March 21, 2012
i2Gemini Taking Action to Adhere to FCC's Order on VoIP Regulation
By Tammy Wolf TMCnet Web Editor
In November 2011, the Federal Communications Commission made the decision to transition high-cost support from traditional voice networks to broadband capable networks, which would bring along with it voice traffic.
This game-changing order was issued as part of the Universal Support and Intercarrier Compensation objective, which has an end-goal of moving to a “bill-and-keep” regime at the edge of the network that would replace today’s intercarrier compensation scheme. The process for doing so, however, is expected to take nearly eight more years, with the transition period scheduled to finally conclude July 1, 2020.
The first of these amendments, effective Dec. 28, 2011, applies directly to VoIP regulation, as there will be major changes made to the access charges interexchange carriers (IXCs) pay for traffic designated to VoIP. As a result, there will be substantial boosts in terminating costs to those carriers that carry a high percentage of VoIP traffic, as well as reductions in charges that the IXCs take care of in regards to traffic originated from VoIP-based carriers. The problem is, unfortunately, is that current IXCs are not willing to pay.
Under the new FCC (News - Alert) transitional regulations, the charges related to VoIP-PSTN traffic, which is defined as “traffic exchanged over PSTN facilities that originates or terminates in IP format,” will be undergoing an overhaul. More specifically, default charges for “toll” VoIP-PSTN traffic will now be equal to interstate access rates application to non-VoIP traffic, and default charges for other VoIP-PSTN activity will be the otherwise applicable reciprocal compensation rates. Even more, LECs will now be allowed to tariff these default charges for toll VoIP-PSTN traffic in related federal and state tariffs in the event there is no agreement for intercarrier compensation.

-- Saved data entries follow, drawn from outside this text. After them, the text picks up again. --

//! Controllers for the booking lifecycle

use axum::Json;
use axum::extract::{Path, State};
use validator::Validate;

use crate::models::{
	Booking,
	Facility,
	PrimitiveBooking,
	ReleaseReason,
};
use crate::qr::CheckInCode;
use crate::schemas::booking::{CheckInRequest, CreateBookingRequest};
use crate::session::Session;
use crate::{BookingError, DbConn, DbPool, Error};

/// Get a booking and check that it belongs to the current session
async fn owned_booking(
	b_id: i32,
	session: &Session,
	conn: &DbConn,
) -> Result<PrimitiveBooking, Error> {
	let booking = PrimitiveBooking::get_by_id(b_id, conn).await?;

	if booking.profile_id != session.data.profile_id {
		return Err(Error::Forbidden);
	}

	Ok(booking)
}

/// Get a booking and check that the current session may act on it: either
/// the guest who made it, or the provider of the booked facility
async fn accessible_booking(
	b_id: i32,
	session: &Session,
	conn: &DbConn,
) -> Result<PrimitiveBooking, Error> {
	let booking = PrimitiveBooking::get_by_id(b_id, conn).await?;

	if booking.profile_id == session.data.profile_id {
		return Ok(booking);
	}

	let facility = Facility::get_by_id(booking.facility_id, conn).await?;

	if facility.created_by != session.data.profile_id {
		return Err(Error::Forbidden);
	}

	Ok(booking)
}

/// Create a new booking, claiming the selected room
#[instrument(skip(pool, request))]
pub(crate) async fn create_booking(
	session: Session,
	State(pool): State<DbPool>,
	Json(request): Json<CreateBookingRequest>,
) -> Result<Json<Booking>, Error> {
	request.validate()?;

	let conn = pool.get().await?;

	let booking = request
		.into_new_booking(session.data.profile_id)
		.insert(&conn)
		.await?;

	let booking = Booking::get_by_id(booking.id, &conn).await?;

	Ok(Json(booking))
}

/// Get the booking history of the current profile, newest first
#[instrument(skip(pool))]
pub(crate) async fn get_my_bookings(
	session: Session,
	State(pool): State<DbPool>,
) -> Result<Json<Vec<Booking>>, Error> {
	let conn = pool.get().await?;
	let bookings = Booking::for_profile(session.data.profile_id, &conn).await?;

	Ok(Json(bookings))
}

/// Get a single booking, visible to its guest and to the booked facility's
/// provider
#[instrument(skip(pool))]
pub(crate) async fn get_booking(
	session: Session,
	State(pool): State<DbPool>,
	Path(b_id): Path<i32>,
) -> Result<Json<Booking>, Error> {
	let conn = pool.get().await?;

	accessible_booking(b_id, &session, &conn).await?;

	let booking = Booking::get_by_id(b_id, &conn).await?;

	Ok(Json(booking))
}

/// Check into a pending booking by scanning the facility's QR code
///
/// The scanned payload must parse, claim the booked facility, and carry a
/// valid signature under that facility's secret
#[instrument(skip(pool, request))]
pub(crate) async fn check_in_booking(
	session: Session,
	State(pool): State<DbPool>,
	Path(b_id): Path<i32>,
	Json(request): Json<CheckInRequest>,
) -> Result<Json<Booking>, Error> {
	let conn = pool.get().await?;

	let booking = owned_booking(b_id, &session, &conn).await?;
	let facility = Facility::get_by_id(booking.facility_id, &conn).await?;

	let code = CheckInCode::parse(&request.code)?;

	if code.facility_id() != facility.id {
		warn!(
			"booking {b_id} scanned code for facility {} instead of {}",
			code.facility_id(),
			facility.id
		);

		return Err(
			BookingError::CodeMismatch { expected: facility.name }.into()
		);
	}

	code.verify(&facility.code_secret)?;

	PrimitiveBooking::check_in(b_id, &conn).await?;

	let booking = Booking::get_by_id(b_id, &conn).await?;

	Ok(Json(booking))
}

/// Check out of a checked-in booking, settling its payment and releasing
/// its room
///
/// Available to the guest and to the facility's provider at the counter
#[instrument(skip(pool))]
pub(crate) async fn complete_booking(
	session: Session,
	State(pool): State<DbPool>,
	Path(b_id): Path<i32>,
) -> Result<Json<Booking>, Error> {
	let conn = pool.get().await?;

	accessible_booking(b_id, &session, &conn).await?;

	PrimitiveBooking::complete(b_id, &conn).await?;

	let booking = Booking::get_by_id(b_id, &conn).await?;

	Ok(Json(booking))
}

/// Cancel a pending booking, releasing its room
///
/// Available to the guest and to the facility's provider
#[instrument(skip(pool))]
pub(crate) async fn cancel_booking(
	session: Session,
	State(pool): State<DbPool>,
	Path(b_id): Path<i32>,
) -> Result<Json<Booking>, Error> {
	let conn = pool.get().await?;

	accessible_booking(b_id, &session, &conn).await?;

	PrimitiveBooking::release(b_id, ReleaseReason::Cancelled, &conn).await?;

	let booking = Booking::get_by_id(b_id, &conn).await?;

	Ok(Json(booking))
}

To even further compound this, the FCC is still actively trying to figure out whether the new VoIP-PSTN rules apply to originating VoIP traffic, and what the ruling will be on determining how much of the traffic sent by a carrier to an ILEC or CLEC is subject to VoIP pricing. The current method used in the majority of intra-state tariffs for doing so calls for the IXC to deliver a PVU (percentage VoIP usage) similar to the PIU (percentage of inter-state usage) factors.
Of course, the FCC’s order has sparked a scramble amongst telecommunications companies to accommodate for the stream of inter- and intra-state tariff filings. One company, i2Gemini – a switched access pricing provider – has already started to address these new rules with NetExpress, a solution that provides telecommunications services providers with a switched access pricing tool that when combined with the Local Exchange Routing Guide (LERG), enables intelligence. The solution also takes advantage of the i2Gemini library of interstate and intrastate information to eliminate unwanted routing costs.
The company’s database contains comprehensive tariff information, making it the most accurate and complete in the industry. i2Gemini’s trademarked pricing engine leverages rates databases to assess relevant rate elements, rate information from every telephone company and from every industry combination.
Database information offered in NetExpress can be used to determine direction on routing systems, accounting functions to determine accrued costs, network designers configuring their networks, network monitoring systems seeing to add costs to their systems, bill reconciliation and even sales support.
To stay in line with the FCC’s proposed changes, i2Gemini plans on adding a third jurisdiction to its already established FCC and state tariffs. Called VoIP, it contains the appropriate rate elements from the inter-state tariff and provisions for separate rates for originating traffic if the CLECs decide to use intra-state for originating intra-state traffic.
Additionally, i2Gemini has laid out a detailed plan of action that will match the requirements imposed by the FCC over the next eight years. Set up as yearly intervals, each part of the timeline will adhere to changes related to price cap carriers and CLECs benchmarking access rates to price cap carriers, and rate-of-return carriers and CLECs benchmarking access rates to rate-of-return carriers.